> _Required work_: The entries are to be output once more, word for word.

Top of Source material

//! Pushes a finished run's batches to the destination.
//!
//! Publishing is repeatable. Records whose source URL already exists at the
//! destination are updated in place, and a per-run ledger remembers what a
//! previous pass already sent so it is skipped.

use std::collections::{BTreeMap, BTreeSet};
use std::sync::Arc;

use futures::stream::{self, StreamExt};
use serde::{Deserialize, Serialize};

use super::diff::ClassifiedRecord;
use super::output::ArtifactStore;
use super::retry::{RetryPolicy, run_with_retry};
use super::snapshot::SnapshotCache;
use crate::error::Result;
use crate::models::{Config, Snapshot};
use crate::services::{DestinationClient, ListingPayload};
use crate::utils::log as console;
use crate::utils::{RateGate, normalize_price};

/// Counts from one publish pass.
#[derive(Debug, Clone, Default, PartialEq, Eq)]
pub struct PublishReport {
    pub created: usize,
    pub updated: usize,
    pub failed: usize,
    /// Already published by an earlier pass of the same run
    pub skipped: usize,
    /// Payloads that would have been sent (dry run only)
    pub planned: usize,
}

/// What earlier publish passes of a run already did.
#[derive(Debug, Clone, Default, PartialEq, Eq, Serialize, Deserialize)]
pub struct PublishLedger {
    /// Destination ids of records this run created, by source URL
    #[serde(default)]
    pub created: BTreeMap<String, u64>,
    /// Source URLs published successfully
    #[serde(default)]
    pub completed: BTreeSet<String>,
}

impl PublishLedger {
    pub fn record(&mut self, source_url: &str, destination_id: u64, created: bool) {
        if created {
            self.created.insert(source_url.to_string(), destination_id);
        }
        self.completed.insert(source_url.to_string());
    }

    pub fn is_done(&self, source_url: &str) -> bool {
        self.completed.contains(source_url)
    }
}

/// Destination body for a classified record.
pub fn payload(record: &ClassifiedRecord) -> ListingPayload {
    let raw = &record.record.raw;
    let address = &record.canonical.normalized_address;
    ListingPayload {
        destination_id: record.destination_id,
        source_url: raw.source_url.clone(),
        title: raw.title.trim().to_string(),
        address: address.full(),
        city: address.city.clone(),
        region: address.region.clone(),
        postal: address.postal.clone(),
        price: normalize_price(&record.record.price_primary),
        care_types: record.canonical.canonical_types.clone(),
        description: record.record.description.trim().to_string(),
        image_url: raw.image_url.clone(),
    }
}

/// Point records without a destination id at an existing destination record
/// with the same source URL. Returns how many were matched.
pub fn adopt_existing(records: &mut [ClassifiedRecord], snapshot: &Snapshot) -> usize {
    let mut adopted = 0;
    for record in records.iter_mut().filter(|r| r.destination_id.is_none()) {
        if let Some(existing) = snapshot.get(&record.record.raw.source_url) {
            record.destination_id = Some(existing.destination_id);
            adopted += 1;
        }
    }
    adopted
}

/// Bounded-concurrency create/update calls.
pub struct Publisher {
    client: Arc<dyn DestinationClient>,
    policy: RetryPolicy,
    gate: Arc<RateGate>,
    concurrency: usize,
}

impl Publisher {
    pub fn new(
        client: Arc<dyn DestinationClient>,
        policy: RetryPolicy,
        gate: Arc<RateGate>,
        concurrency: usize,
    ) -> Self {
        Self {
            client,
            policy,
            gate,
            concurrency: concurrency.max(1),
        }
    }

    /// Send every record the ledger has not seen; successes are added to it.
    pub async fn publish(
        &self,
        records: &[ClassifiedRecord],
        dry_run: bool,
        ledger: &mut PublishLedger,
    ) -> PublishReport {
        let mut report = PublishReport::default();
        let mut pending = Vec::with_capacity(records.len());
        for record in records {
            let mut body = payload(record);
            if ledger.is_done(&body.source_url) {
                report.skipped += 1;
                continue;
            }
            if body.destination_id.is_none() {
                body.destination_id = ledger.created.get(&body.source_url).copied();
            }
            pending.push(body);
        }

        if dry_run {
            for body in &pending {
                log::info!(
                    "[dry-run] {} {} ({})",
                    if body.destination_id.is_some() { "update" } else { "create" },
                    body.title,
                    body.source_url
                );
            }
            report.planned = pending.len();
            return report;
        }

        let mut results = stream::iter(pending)
            .map(|body| async move {
                let attempted = run_with_retry(&self.policy, &self.gate, || {
                    self.client.create_or_update(&body)
                })
                .await;
                (body, attempted.result)
            })
            .buffer_unordered(self.concurrency);

        while let Some((body, result)) = results.next().await {
            match result {
                Ok(id) if body.destination_id.is_some() => {
                    log::debug!("Updated {} ({id})", body.source_url);
                    ledger.record(&body.source_url, id, false);
                    report.updated += 1;
                }
                Ok(id) => {
                    log::debug!("Created {} ({id})", body.source_url);
                    ledger.record(&body.source_url, id, true);
                    report.created += 1;
                }
                Err(error) => {
                    log::warn!("Failed to publish {}: {}", body.source_url, error);
                    report.failed += 1;
                }
            }
        }
        report
    }
}

/// Push a finished run's New and Updated batches to the destination.
///
/// The destination is re-read first so records created since the run was
/// diffed are updated rather than duplicated.
pub async fn publish_run(
    config: &Config,
    artifacts: &ArtifactStore,
    client: Arc<dyn DestinationClient>,
    run_id: &str,
    dry_run: bool,
) -> Result<PublishReport> {
    let (new, updated) = artifacts.read_batches(run_id).await?;
    let mut batch: Vec<_> = new.into_iter().chain(updated).collect();
    console::header(&format!("Publishing run {run_id} ({} records)", batch.len()));

    let policy = RetryPolicy::from_config(&config.crawler);
    let gate = Arc::new(RateGate::new(config.crawler.request_delay()));

    let snapshot = SnapshotCache::new(
        Arc::clone(&client),
        &config.cache,
        config.destination.page_size,
        policy.clone(),
        Arc::clone(&gate),
    )
    .get(true)
    .await?;
    let adopted = adopt_existing(&mut batch, &snapshot);
    if adopted > 0 {
        log::info!("{adopted} new record(s) already exist at the destination; updating instead");
    }

    let mut ledger = artifacts.read_ledger(run_id).await?;
    let publisher = Publisher::new(client, policy, gate, config.crawler.max_concurrent);
    let report = publisher.publish(&batch, dry_run, &mut ledger).await;
    if !dry_run {
        artifacts.write_ledger(run_id, &ledger).await?;
    }

    console::summary(
        "Publish",
        &[
            ("created", report.created.to_string()),
            ("updated", report.updated.to_string()),
            ("failed", report.failed.to_string()),
            ("skipped", report.skipped.to_string()),
            ("planned", report.planned.to_string()),
        ],
    );
    Ok(report)
}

Bottom of Source material

> _Output for this exercise_:
//! Pushes a finished run's batches to the destination.
//!
//! Publishing is repeatable. Records whose source URL already exists at the
//! destination are updated in place, and a per-run ledger remembers what a
//! previous pass already sent so it is skipped.

use std::collections::{BTreeMap, BTreeSet};
use std::sync::Arc;

use futures::stream::{self, StreamExt};
use serde::{Deserialize, Serialize};

use super::diff::ClassifiedRecord;
use super::output::ArtifactStore;
use super::retry::{RetryPolicy, run_with_retry};
use super::snapshot::SnapshotCache;
use crate::error::Result;
use crate::models::{Config, Snapshot};
use crate::services::{DestinationClient, ListingPayload};
use crate::utils::log as console;
use crate::utils::{RateGate, normalize_price};

/// Counts from one publish pass.
#[derive(Debug, Clone, Default, PartialEq, Eq)]
pub struct PublishReport {
    pub created: usize,
    pub updated: usize,
    pub failed: usize,
    /// Already published by an earlier pass of the same run
    pub skipped: usize,
    /// Payloads that would have been sent (dry run only)
    pub planned: usize,
}

/// What earlier publish passes of a run already did.
#[derive(Debug, Clone, Default, PartialEq, Eq, Serialize, Deserialize)]
pub struct PublishLedger {
    /// Destination ids of records this run created, by source URL
    #[serde(default)]
    pub created: BTreeMap<String, u64>,
    /// Source URLs published successfully
    #[serde(default)]
    pub completed: BTreeSet<String>,
}

impl PublishLedger {
    pub fn record(&mut self, source_url: &str, destination_id: u64, created: bool) {
        if created {
            self.created.insert(source_url.to_string(), destination_id);
        }
        self.completed.insert(source_url.to_string());
    }

    pub fn is_done(&self, source_url: &str) -> bool {
        self.completed.contains(source_url)
    }
}

/// Destination body for a classified record.
pub fn payload(record: &ClassifiedRecord) -> ListingPayload {
    let raw = &record.record.raw;
    let address = &record.canonical.normalized_address;
    ListingPayload {
        destination_id: record.destination_id,
        source_url: raw.source_url.clone(),
        title: raw.title.trim().to_string(),
        address: address.full(),
        city: address.city.clone(),
        region: address.region.clone(),
        postal: address.postal.clone(),
        price: normalize_price(&record.record.price_primary),
        care_types: record.canonical.canonical_types.clone(),
        description: record.record.description.trim().to_string(),
        image_url: raw.image_url.clone(),
    }
}

/// Point records without a destination id at an existing destination record
/// with the same source URL. Returns how many were matched.
pub fn adopt_existing(records: &mut [ClassifiedRecord], snapshot: &Snapshot) -> usize {
    let mut adopted = 0;
    for record in records.iter_mut().filter(|r| r.destination_id.is_none()) {
        if let Some(existing) = snapshot.get(&record.record.raw.source_url) {
            record.destination_id = Some(existing.destination_id);
            adopted += 1;
        }
    }
    adopted
}

/// Bounded-concurrency create/update calls.
pub struct Publisher {
    client: Arc<dyn DestinationClient>,
    policy: RetryPolicy,
    gate: Arc<RateGate>,
    concurrency: usize,
}

impl Publisher {
    pub fn new(
        client: Arc<dyn DestinationClient>,
        policy: RetryPolicy,
        gate: Arc<RateGate>,
        concurrency: usize,
    ) -> Self {
        Self {
            client,
            policy,
            gate,
            concurrency: concurrency.max(1),
        }
    }

    /// Send every record the ledger has not seen; successes are added to it.
    pub async fn publish(
        &self,
        records: &[ClassifiedRecord],
        dry_run: bool,
        ledger: &mut PublishLedger,
    ) -> PublishReport {
        let mut report = PublishReport::default();
        let mut pending = Vec::with_capacity(records.len());
        for record in records {
            let mut body = payload(record);
            if ledger.is_done(&body.source_url) {
                report.skipped += 1;
                continue;
            }
            if body.destination_id.is_none() {
                body.destination_id = ledger.created.get(&body.source_url).copied();
            }
            pending.push(body);
        }

        if dry_run {
            for body in &pending {
                log::info!(
                    "[dry-run] {} {} ({})",
                    if body.destination_id.is_some() { "update" } else { "create" },
                    body.title,
                    body.source_url
                );
            }
            report.planned = pending.len();
            return report;
        }

        let mut results = stream::iter(pending)
            .map(|body| async move {
                let attempted = run_with_retry(&self.policy, &self.gate, || {
                    self.client.create_or_update(&body)
                })
                .await;
                (body, attempted.result)
            })
            .buffer_unordered(self.concurrency);

        while let Some((body, result)) = results.next().await {
            match result {
                Ok(id) if body.destination_id.is_some() => {
                    log::debug!("Updated {} ({id})", body.source_url);
                    ledger.record(&body.source_url, id, false);
                    report.updated += 1;
                }
                Ok(id) => {
                    log::debug!("Created {} ({id})", body.source_url);
                    ledger.record(&body.source_url, id, true);
                    report.created += 1;
                }
                Err(error) => {
                    log::warn!("Failed to publish {}: {}", body.source_url, error);
                    report.failed += 1;
                }
            }
        }
        report
    }
}

/// Push a finished run's New and Updated batches to the destination.
///
/// The destination is re-read first so records created since the run was
/// diffed are updated rather than duplicated.
pub async fn publish_run(
    config: &Config,
    artifacts: &ArtifactStore,
    client: Arc<dyn DestinationClient>,
    run_id: &str,
    dry_run: bool,
) -> Result<PublishReport> {
    let (new, updated) = artifacts.read_batches(run_id).await?;
    let mut batch: Vec<_> = new.into_iter().chain(updated).collect();
    console::header(&format!("Publishing run {run_id} ({} records)", batch.len()));

    let policy = RetryPolicy::from_config(&config.crawler);
    let gate = Arc::new(RateGate::new(config.crawler.request_delay()));

    let snapshot = SnapshotCache::new(
        Arc::clone(&client),
        &config.cache,
        config.destination.page_size,
        policy.clone(),
        Arc::clone(&gate),
    )
    .get(true)
    .await?;
    let adopted = adopt_existing(&mut batch, &snapshot);
    if adopted > 0 {
        log::info!("{adopted} new record(s) already exist at the destination; updating instead");
    }

    let mut ledger = artifacts.read_ledger(run_id).await?;
    let publisher = Publisher::new(client, policy, gate, config.crawler.max_concurrent);
    let report = publisher.publish(&batch, dry_run, &mut ledger).await;
    if !dry_run {
        artifacts.write_ledger(run_id, &ledger).await?;
    }

    console::summary(
        "Publish",
        &[
            ("created", report.created.to_string()),
            ("updated", report.updated.to_string()),
            ("failed", report.failed.to_string()),
            ("skipped", report.skipped.to_string()),
            ("planned", report.planned.to_string()),
        ],
    );
    Ok(report)
}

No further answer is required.